Regardless of the intended meaning, there was no reason to use that word there. It didn't enforce or strengthen any point; putting "investors" in its place does the job just as well.
> I have a hunch it was the "assholes" comment that set you off, and led you to going back through a mental list of things he'd said that you disagreed with.
It was not that comment per se that "set me off", it's more the general trend at YC towards (how shall I put this to not fan the flames?) rhetoric that implies that there is something wrong with investors who exhibit reluctance, caution, or selectivity. It's been going on for some time now. I really started to notice it at the last Angel Day. The "asshole" comment was certainly the most egregious example of this, but if it had been an isolated incident I'm pretty sure I would have let it slide.
We want to be looked upon as smart and as having thoughts worth saying. One of the fast ways to do this is to beat another smart person in a rhetorical fight. But smart people are hard to beat in such fights because, being smart, they tend to think correct thoughts. Therefore we have a subconscious motivation to misread them and fight against what they did not say. This is the only way someone without extraordinarily high amounts of expertise and insight can "win" against Paul Graham in his primary domain of thought.
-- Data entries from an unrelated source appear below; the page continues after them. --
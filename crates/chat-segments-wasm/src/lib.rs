//! Browser binding for the chat segment parser.
//!
//! Exposes one [`MessageStream`] per chat message. The JS host feeds it
//! appended text as chunks arrive, reads back the segment list by index,
//! and patches its DOM using the returned modified segment ids as keys.

use chat_segments::{ModifiedSet, Segment, SegmentList, SegmentParser, TagKind, TagRegistry};
use wasm_bindgen::prelude::*;

#[wasm_bindgen(start)]
fn start() {
    #[cfg(feature = "console_error_panic_hook")]
    console_error_panic_hook::set_once();
}

/// One streamed chat message and its parser state.
#[wasm_bindgen]
pub struct MessageStream {
    registry: TagRegistry,
    parser: SegmentParser,
    segments: SegmentList,
}

fn modified_ids(modified: &ModifiedSet) -> Box<[u32]> {
    modified.iter().map(|id| id.get()).collect()
}

#[wasm_bindgen]
impl MessageStream {
    #[wasm_bindgen(constructor)]
    pub fn new() -> Self {
        Self {
            registry: TagRegistry::new(),
            parser: SegmentParser::new(),
            segments: SegmentList::new(),
        }
    }

    /// Adds a recognized tag. Returns `false` for names the registry
    /// rejects (the reserved `text`, or names outside the tag grammar).
    pub fn register_tag(&mut self, name: &str, metadata: bool) -> bool {
        let kind = if metadata {
            TagKind::Metadata
        } else {
            TagKind::Renderable
        };
        self.registry.register(name, kind).is_ok()
    }

    pub fn unregister_tag(&mut self, name: &str) {
        self.registry.unregister(name);
    }

    /// Parses newly produced text. Returns the ids of the segments that
    /// were created or changed, in the order they were first touched.
    pub fn append(&mut self, text: &str) -> Box<[u32]> {
        let modified = self
            .parser
            .parse(text, &self.registry, &mut self.segments, true);
        modified_ids(&modified)
    }

    /// Ends the stream, settling any still-open segment.
    pub fn finish(&mut self) -> Box<[u32]> {
        let modified = self.parser.finalize(&self.registry, &mut self.segments);
        modified_ids(&modified)
    }

    pub fn segment_count(&self) -> usize {
        self.segments.len()
    }

    pub fn segment_id(&self, index: usize) -> Option<u32> {
        self.segment(index).map(|segment| segment.id().get())
    }

    /// `"text"` or `"tag"`.
    pub fn segment_kind(&self, index: usize) -> Option<String> {
        self.segment(index).map(|segment| {
            let kind = if segment.is_text() { "text" } else { "tag" };
            kind.to_owned()
        })
    }

    pub fn segment_tag(&self, index: usize) -> Option<String> {
        self.segment(index)
            .and_then(Segment::tag)
            .map(str::to_owned)
    }

    pub fn segment_raw(&self, index: usize) -> Option<String> {
        self.segment(index).map(|segment| segment.raw().to_owned())
    }

    /// `"completed"`, `"streaming"`, or `"incomplete"`.
    pub fn segment_status(&self, index: usize) -> Option<String> {
        self.segment(index)
            .map(|segment| segment.status().as_str().to_owned())
    }

    pub fn segment_is_metadata(&self, index: usize) -> Option<bool> {
        self.segment(index).map(Segment::is_metadata)
    }

    /// The literal input consumed so far.
    pub fn reconstruct(&self) -> String {
        self.segments.reconstruct()
    }
}

impl Default for MessageStream {
    fn default() -> Self {
        Self::new()
    }
}

impl MessageStream {
    fn segment(&self, index: usize) -> Option<&Segment> {
        self.segments.iter().nth(index)
    }
}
There's a real social pressure for people who comment on other people's thoughts to create straw-man lookalikes of the thoughts rather than to address the thoughts themselves.
This seems like a very common problem on the Internet, perhaps even more so than in the rest of life. Most of the HN comments I disagreed with on this thread: http://news.ycombinator.com/item?id=1729501 regarding "How Universities Work," an essay I wrote, concern misreadings.
The same thing happened regarding an essay about the movie Avatar. In fact, it was so common that I wrote another essay examining the reaction to the first: http://jseliger.com/2009/12/30/trolls-comments-and-slashdot-... .
I think one reason pg says things like, "I don't mean..." in his essays is avoid this kind of thing as much as possible. I'm a grad student in English and assign a couple of his essays to freshmen; the most common disagreements they have are with things not actually said in the essay. A favorite question I ask in class or on their journal entries: "Where do you see that?" The usual answer turns out to be, "nowhere."